Saved data entries
.....

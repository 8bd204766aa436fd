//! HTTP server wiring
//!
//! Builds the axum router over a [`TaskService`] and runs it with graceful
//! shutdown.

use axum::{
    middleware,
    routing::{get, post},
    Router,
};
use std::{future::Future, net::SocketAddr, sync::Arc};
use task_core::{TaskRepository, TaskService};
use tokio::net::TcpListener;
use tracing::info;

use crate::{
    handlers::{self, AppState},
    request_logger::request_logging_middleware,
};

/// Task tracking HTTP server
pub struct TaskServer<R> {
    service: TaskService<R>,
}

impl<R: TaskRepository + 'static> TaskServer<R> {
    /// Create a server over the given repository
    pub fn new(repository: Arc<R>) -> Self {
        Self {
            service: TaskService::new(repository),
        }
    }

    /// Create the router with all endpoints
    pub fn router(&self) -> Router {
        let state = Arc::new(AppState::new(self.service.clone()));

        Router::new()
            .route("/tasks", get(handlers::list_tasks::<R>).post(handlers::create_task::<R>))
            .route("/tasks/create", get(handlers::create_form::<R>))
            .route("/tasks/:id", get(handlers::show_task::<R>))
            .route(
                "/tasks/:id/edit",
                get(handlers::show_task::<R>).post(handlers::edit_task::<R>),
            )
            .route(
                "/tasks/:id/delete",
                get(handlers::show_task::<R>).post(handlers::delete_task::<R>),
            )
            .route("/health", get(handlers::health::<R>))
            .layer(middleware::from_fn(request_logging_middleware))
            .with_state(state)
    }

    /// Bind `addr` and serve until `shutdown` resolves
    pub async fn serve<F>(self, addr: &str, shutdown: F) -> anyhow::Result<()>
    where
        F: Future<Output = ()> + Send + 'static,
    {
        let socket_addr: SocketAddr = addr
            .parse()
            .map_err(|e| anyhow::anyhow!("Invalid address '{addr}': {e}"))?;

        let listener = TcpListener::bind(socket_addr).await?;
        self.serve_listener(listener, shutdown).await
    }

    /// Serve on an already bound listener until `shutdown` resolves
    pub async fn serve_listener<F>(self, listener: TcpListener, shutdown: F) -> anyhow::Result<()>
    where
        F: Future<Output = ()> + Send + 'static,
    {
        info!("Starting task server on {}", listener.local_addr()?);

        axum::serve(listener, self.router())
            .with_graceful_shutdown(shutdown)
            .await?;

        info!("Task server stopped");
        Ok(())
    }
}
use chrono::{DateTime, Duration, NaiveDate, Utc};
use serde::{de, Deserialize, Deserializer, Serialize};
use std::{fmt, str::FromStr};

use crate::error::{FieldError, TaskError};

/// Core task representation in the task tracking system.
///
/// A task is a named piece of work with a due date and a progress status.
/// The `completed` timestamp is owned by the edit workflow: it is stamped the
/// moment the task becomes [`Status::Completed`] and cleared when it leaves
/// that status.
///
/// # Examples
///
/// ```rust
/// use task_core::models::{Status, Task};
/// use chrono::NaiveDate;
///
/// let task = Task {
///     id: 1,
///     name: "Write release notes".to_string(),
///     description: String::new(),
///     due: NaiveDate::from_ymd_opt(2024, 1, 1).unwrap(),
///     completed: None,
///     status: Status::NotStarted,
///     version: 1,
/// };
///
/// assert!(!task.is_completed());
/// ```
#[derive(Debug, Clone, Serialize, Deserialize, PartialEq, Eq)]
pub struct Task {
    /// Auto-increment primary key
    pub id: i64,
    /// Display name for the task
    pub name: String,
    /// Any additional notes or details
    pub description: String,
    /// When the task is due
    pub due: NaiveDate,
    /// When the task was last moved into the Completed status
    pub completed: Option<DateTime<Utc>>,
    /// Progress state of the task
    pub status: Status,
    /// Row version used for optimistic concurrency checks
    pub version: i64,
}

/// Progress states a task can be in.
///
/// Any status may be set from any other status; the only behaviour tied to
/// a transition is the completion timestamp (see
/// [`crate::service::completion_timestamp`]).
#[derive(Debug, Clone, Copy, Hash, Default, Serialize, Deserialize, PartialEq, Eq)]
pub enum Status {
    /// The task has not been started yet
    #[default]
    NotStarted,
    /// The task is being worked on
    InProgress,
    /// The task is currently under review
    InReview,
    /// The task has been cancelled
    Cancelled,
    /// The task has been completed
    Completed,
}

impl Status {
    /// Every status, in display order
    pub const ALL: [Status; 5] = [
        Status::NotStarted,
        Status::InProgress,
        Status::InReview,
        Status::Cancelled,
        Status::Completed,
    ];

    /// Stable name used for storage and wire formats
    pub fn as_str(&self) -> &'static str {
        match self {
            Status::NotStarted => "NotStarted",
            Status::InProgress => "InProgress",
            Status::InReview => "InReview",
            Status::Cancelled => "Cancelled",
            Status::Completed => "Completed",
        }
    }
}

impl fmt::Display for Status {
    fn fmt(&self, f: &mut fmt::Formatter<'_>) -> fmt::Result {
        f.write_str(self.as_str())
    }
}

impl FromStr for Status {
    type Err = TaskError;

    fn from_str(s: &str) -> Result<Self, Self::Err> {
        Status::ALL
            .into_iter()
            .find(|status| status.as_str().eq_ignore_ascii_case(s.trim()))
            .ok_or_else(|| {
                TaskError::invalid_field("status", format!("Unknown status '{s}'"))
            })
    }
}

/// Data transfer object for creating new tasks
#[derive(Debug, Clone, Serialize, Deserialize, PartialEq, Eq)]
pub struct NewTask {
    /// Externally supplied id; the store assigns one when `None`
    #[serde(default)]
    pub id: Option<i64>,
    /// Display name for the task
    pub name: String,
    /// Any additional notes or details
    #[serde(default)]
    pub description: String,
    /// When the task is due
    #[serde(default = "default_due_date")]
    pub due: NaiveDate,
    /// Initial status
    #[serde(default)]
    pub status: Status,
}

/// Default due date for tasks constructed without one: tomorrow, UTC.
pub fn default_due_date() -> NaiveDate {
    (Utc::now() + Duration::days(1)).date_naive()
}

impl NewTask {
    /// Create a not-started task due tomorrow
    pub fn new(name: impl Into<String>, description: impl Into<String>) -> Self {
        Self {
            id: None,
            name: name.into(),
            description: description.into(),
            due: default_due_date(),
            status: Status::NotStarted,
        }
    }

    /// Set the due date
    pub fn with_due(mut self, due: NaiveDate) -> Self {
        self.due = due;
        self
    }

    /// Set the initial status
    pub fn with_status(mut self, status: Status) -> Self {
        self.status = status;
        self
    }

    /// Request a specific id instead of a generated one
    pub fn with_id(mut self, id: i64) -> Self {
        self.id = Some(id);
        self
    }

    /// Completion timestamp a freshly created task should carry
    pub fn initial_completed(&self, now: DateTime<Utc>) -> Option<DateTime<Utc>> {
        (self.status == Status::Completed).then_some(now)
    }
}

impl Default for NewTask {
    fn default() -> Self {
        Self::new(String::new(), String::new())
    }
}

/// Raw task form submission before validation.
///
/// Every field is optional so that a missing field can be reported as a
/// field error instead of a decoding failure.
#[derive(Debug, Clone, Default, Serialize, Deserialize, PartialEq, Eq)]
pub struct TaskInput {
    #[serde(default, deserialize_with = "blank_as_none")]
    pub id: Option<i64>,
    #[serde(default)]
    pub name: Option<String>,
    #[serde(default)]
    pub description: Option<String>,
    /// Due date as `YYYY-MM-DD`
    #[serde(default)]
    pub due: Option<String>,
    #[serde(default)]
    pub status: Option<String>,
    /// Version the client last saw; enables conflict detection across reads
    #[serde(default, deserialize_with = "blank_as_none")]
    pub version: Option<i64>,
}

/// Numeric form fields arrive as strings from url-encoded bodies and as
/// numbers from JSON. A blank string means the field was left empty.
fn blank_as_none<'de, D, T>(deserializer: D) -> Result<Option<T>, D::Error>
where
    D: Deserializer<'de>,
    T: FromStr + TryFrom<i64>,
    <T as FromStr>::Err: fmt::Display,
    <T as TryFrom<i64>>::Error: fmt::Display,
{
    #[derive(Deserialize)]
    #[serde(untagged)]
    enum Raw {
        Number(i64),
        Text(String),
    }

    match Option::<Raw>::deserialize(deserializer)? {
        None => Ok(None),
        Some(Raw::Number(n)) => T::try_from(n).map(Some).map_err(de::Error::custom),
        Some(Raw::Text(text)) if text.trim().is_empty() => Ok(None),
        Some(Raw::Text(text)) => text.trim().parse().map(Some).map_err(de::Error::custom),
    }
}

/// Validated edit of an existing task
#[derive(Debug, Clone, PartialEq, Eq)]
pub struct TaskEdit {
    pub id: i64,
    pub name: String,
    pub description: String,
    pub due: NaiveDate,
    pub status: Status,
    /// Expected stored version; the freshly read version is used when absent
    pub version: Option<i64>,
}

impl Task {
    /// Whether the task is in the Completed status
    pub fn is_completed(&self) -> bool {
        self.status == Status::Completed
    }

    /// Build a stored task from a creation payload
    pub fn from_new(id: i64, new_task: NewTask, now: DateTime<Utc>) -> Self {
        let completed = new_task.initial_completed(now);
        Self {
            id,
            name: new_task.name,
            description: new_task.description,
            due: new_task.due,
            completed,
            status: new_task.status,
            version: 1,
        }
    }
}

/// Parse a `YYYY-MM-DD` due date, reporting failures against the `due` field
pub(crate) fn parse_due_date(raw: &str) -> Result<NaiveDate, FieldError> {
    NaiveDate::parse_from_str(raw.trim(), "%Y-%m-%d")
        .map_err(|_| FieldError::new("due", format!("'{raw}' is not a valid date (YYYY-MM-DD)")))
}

.....

ACTIVITY:
If a line of the data contains "that", it counts; report the number of such lines and nothing else.

RESPONSE TO THIS TASK:
2